Human metapneumovirus (hMPV) was first discovered as a novel pathogen among children with acute lower respiratory illness in the Netherlands in 20011,2. Based on morphological studies of the virion and genome organization, hMPV has been classified as Metapneumovirus genus of family Pneumoviridae1,3,4, measuring 150–600 nm in size, pleomorphic with envelope spikes as projections ranging 13–17 nm1,2. It has a negative-sense single-stranded RNA genome, reported as one of the leading causes of lower respiratory tract illnesses among children worldwide, and is associated with infections among immunocompromised hosts and other underlying morbidities5. It also causes a broad range of infections among children from upper respiratory air tract infections to severe lower respiratory tract illness leading to pneumonia and bronchiolitis6. In the respiratory tissues, hMPV causes inflammation and necrosis of the epithelial lining of bronchioles and result in sloughing7.

Various reports have shown positivity of the hMPV from 8.5 to 11% in Canada and Argentina respectively8. On the other hand, the relatively low prevalence was reported in previous studies from Pakistan i.e., 5.2%9 and 7% respectively10.

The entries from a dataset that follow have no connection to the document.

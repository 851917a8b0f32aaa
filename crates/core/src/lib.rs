//! # Strata Core
//!
//! This crate is the SELECT execution engine of the strata document store. It
//! resolves statement targets against a versioned key-value reader, filters,
//! groups, orders and paginates records, and assembles the projected output of
//! every statement in a batch.
//!
//! Statements are supplied as already-parsed trees (see [`expr`]), and records
//! are read through the [`kvs::Transactable`] trait, for which an in-memory
//! implementation is provided in [`kvs::mem`].

#[macro_use]
extern crate tracing;

#[macro_use]
mod mac;

mod doc;
mod fmt;
mod fnc;

pub mod cnf;
pub mod ctx;
pub mod dbs;
pub mod err;
pub mod expr;
pub mod kvs;
pub mod val;
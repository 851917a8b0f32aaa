use std::time::Duration;

use anyhow::Result;
use serde::Serialize;
use serde::ser::SerializeStruct;

use crate::val::Value;

pub(crate) const TOKEN: &str = "$strata::private::Response";

/// The result of running a single statement in a query batch.
#[derive(Debug)]
#[non_exhaustive]
pub struct Response {
	/// The position of the statement in the batch
	pub index: usize,
	pub time: Duration,
	pub result: Result<Value>,
}

impl Response {
	/// Return the statement duration as a string
	pub fn speed(&self) -> String {
		format!("{:?}", self.time)
	}

	/// Retrieve the response as a normal result
	pub fn output(self) -> Result<Value> {
		self.result
	}

	/// Returns the status of this response
	pub fn status(&self) -> Status {
		match self.result {
			Ok(_) => Status::Ok,
			Err(_) => Status::Err,
		}
	}
}

#[derive(Clone, Copy, Debug, Eq, PartialEq, Serialize)]
#[serde(rename_all = "UPPERCASE")]
#[non_exhaustive]
pub enum Status {
	Ok,
	Err,
}

impl Serialize for Response {
	fn serialize<S>(&self, serializer: S) -> Result<S::Ok, S::Error>
	where
		S: serde::Serializer,
	{
		let mut val = serializer.serialize_struct(TOKEN, 5)?;
		val.serialize_field("index", &self.index)?;
		val.serialize_field("time", self.speed().as_str())?;
		match &self.result {
			Ok(v) => {
				val.serialize_field("status", &Status::Ok)?;
				val.serialize_field("result", &v.clone().into_json())?;
				val.skip_field("detail")?;
			}
			Err(e) => {
				val.serialize_field("status", &Status::Err)?;
				val.serialize_field("result", &Vec::<()>::new())?;
				val.serialize_field("detail", &e.to_string())?;
			}
		}
		val.end()
	}
}
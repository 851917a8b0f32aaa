use std::fmt;
use std::ops::Deref;

use serde::{Deserialize, Serialize};

use crate::doc::CursorDoc;
use crate::expr::Part;
use crate::val::Value;

/// A path into a record, such as `name.first` or `tags[0].value`.
#[derive(Clone, Debug, Default, Eq, PartialEq, Hash, Serialize, Deserialize)]
#[serde(from = "String", into = "String")]
pub struct Idiom(pub Vec<Part>);

impl Deref for Idiom {
	type Target = [Part];
	fn deref(&self) -> &Self::Target {
		self.0.as_slice()
	}
}

impl From<Vec<Part>> for Idiom {
	fn from(v: Vec<Part>) -> Self {
		Self(v)
	}
}

impl From<&str> for Idiom {
	fn from(v: &str) -> Self {
		Self::parse(v)
	}
}

impl From<String> for Idiom {
	fn from(v: String) -> Self {
		Self::parse(&v)
	}
}

impl From<Idiom> for String {
	fn from(v: Idiom) -> Self {
		v.to_string()
	}
}

impl Idiom {
	/// An idiom selecting a single top-level field.
	pub fn field(name: impl Into<String>) -> Self {
		Self(vec![Part::field(name)])
	}

	/// Parses a dotted field path, where each segment may be followed by
	/// any number of `[n]` array indexes.
	pub fn parse(path: &str) -> Self {
		let mut parts = Vec::new();
		for segment in path.split('.') {
			let (name, mut rest) = match segment.find('[') {
				Some(i) => segment.split_at(i),
				None => (segment, ""),
			};
			if !name.is_empty() {
				parts.push(Part::field(name));
			}
			while let Some(open) = rest.strip_prefix('[') {
				let Some(close) = open.find(']') else {
					parts.push(Part::field(rest));
					break;
				};
				let inner = &open[..close];
				match inner.parse::<usize>() {
					Ok(i) => parts.push(Part::Index(i)),
					Err(_) => parts.push(Part::field(inner)),
				}
				rest = &open[close + 1..];
			}
		}
		Self(parts)
	}

	/// Check if this idiom is the record `id` field
	pub fn is_id(&self) -> bool {
		matches!(self.0.as_slice(), [Part::Field(f)] if f == "id")
	}

	/// Process this type returning a computed simple Value
	pub(crate) fn compute(&self, doc: Option<&CursorDoc>) -> Value {
		match doc {
			Some(doc) => doc.doc.pick(self),
			None => Value::None,
		}
	}
}

impl fmt::Display for Idiom {
	fn fmt(&self, f: &mut fmt::Formatter) -> fmt::Result {
		for (i, p) in self.0.iter().enumerate() {
			match (i, p) {
				(0, Part::Field(v)) => f.write_str(v)?,
				(_, p) => fmt::Display::fmt(p, f)?,
			}
		}
		Ok(())
	}
}

#[cfg(test)]
mod tests {
	use super::*;

	#[test]
	fn parse_and_display() {
		let idi = Idiom::parse("name.first");
		assert_eq!(idi.0, vec![Part::field("name"), Part::field("first")]);
		assert_eq!(idi.to_string(), "name.first");
		let idi = Idiom::parse("tags[1].value");
		assert_eq!(idi.0, vec![Part::field("tags"), Part::Index(1), Part::field("value")]);
		assert_eq!(idi.to_string(), "tags[1].value");
	}

	#[test]
	fn id_detection() {
		assert!(Idiom::parse("id").is_id());
		assert!(!Idiom::parse("id.key").is_id());
	}
}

hMPV F protein plays an important role in antigenicity during virus entry which facilitates broad cross-lineage neutralization and protection. Members of the family Pneumoviridae have less identical but structurally similar fusion proteins which are produced as the inactive precursors F0. These inactive precursors are cleaved by host cell proteases and form two subunits; F1 forming C-terminus and F2 which forms N-terminus subunit. This activated fusion protein in combination with the attachment protein binds the viral membrane to the cell membrane of the host. F gene codes for 539 amino acids protein which is 81% identical to the Fusion protein of APV (Avian pneumovirus) and is glycosylated having three potential N glycosylation sites. 12 of fourteen cysteine residues are in the F1 subunit whereas two are located in the F2 subunit and 8 residues are conserved amongst entire paramyxoviruses. hMPV constitutes one cleavage site, unlike RSV which comprises two cleavage sites. There is a primary sequence in hMPV F protein that contains 3 hydrophobic domains; a signal peptide which is located on the N-terminal of the subunit F2 and fusion anchor domain at N terminal and membrane anchor domain at C terminal in the F1 subunit3. F protein constitutes two Heptad Repeat Domains; HRA and HRB which are necessary for the fusion of the virus to the target membrane and located in the subunit F1 and fusion protein11 (Fig. 1). Therefore, by using the F protein gene we demonstrated the clinical and molecular diversity, epidemiological features, and prevalence of hMPV circulating in Islamabad, Pakistan during 2015.

Figure 1
figure 1

Schematic representation of the cleaved hMPV fusion protein. FP fusion peptide, HRA heptad repeat A, HRB heptad repeat B, TM transmembrane domain, CT cytoplasmic tail. The approximate location of a conserved RGD motif (residues 329–331) is indicated as a magenta box. Arrows indicate the three N-linked glycosylation sites. The location of two disulfide bonds that connect the F1 and F2 protein subunits are shown as S–S.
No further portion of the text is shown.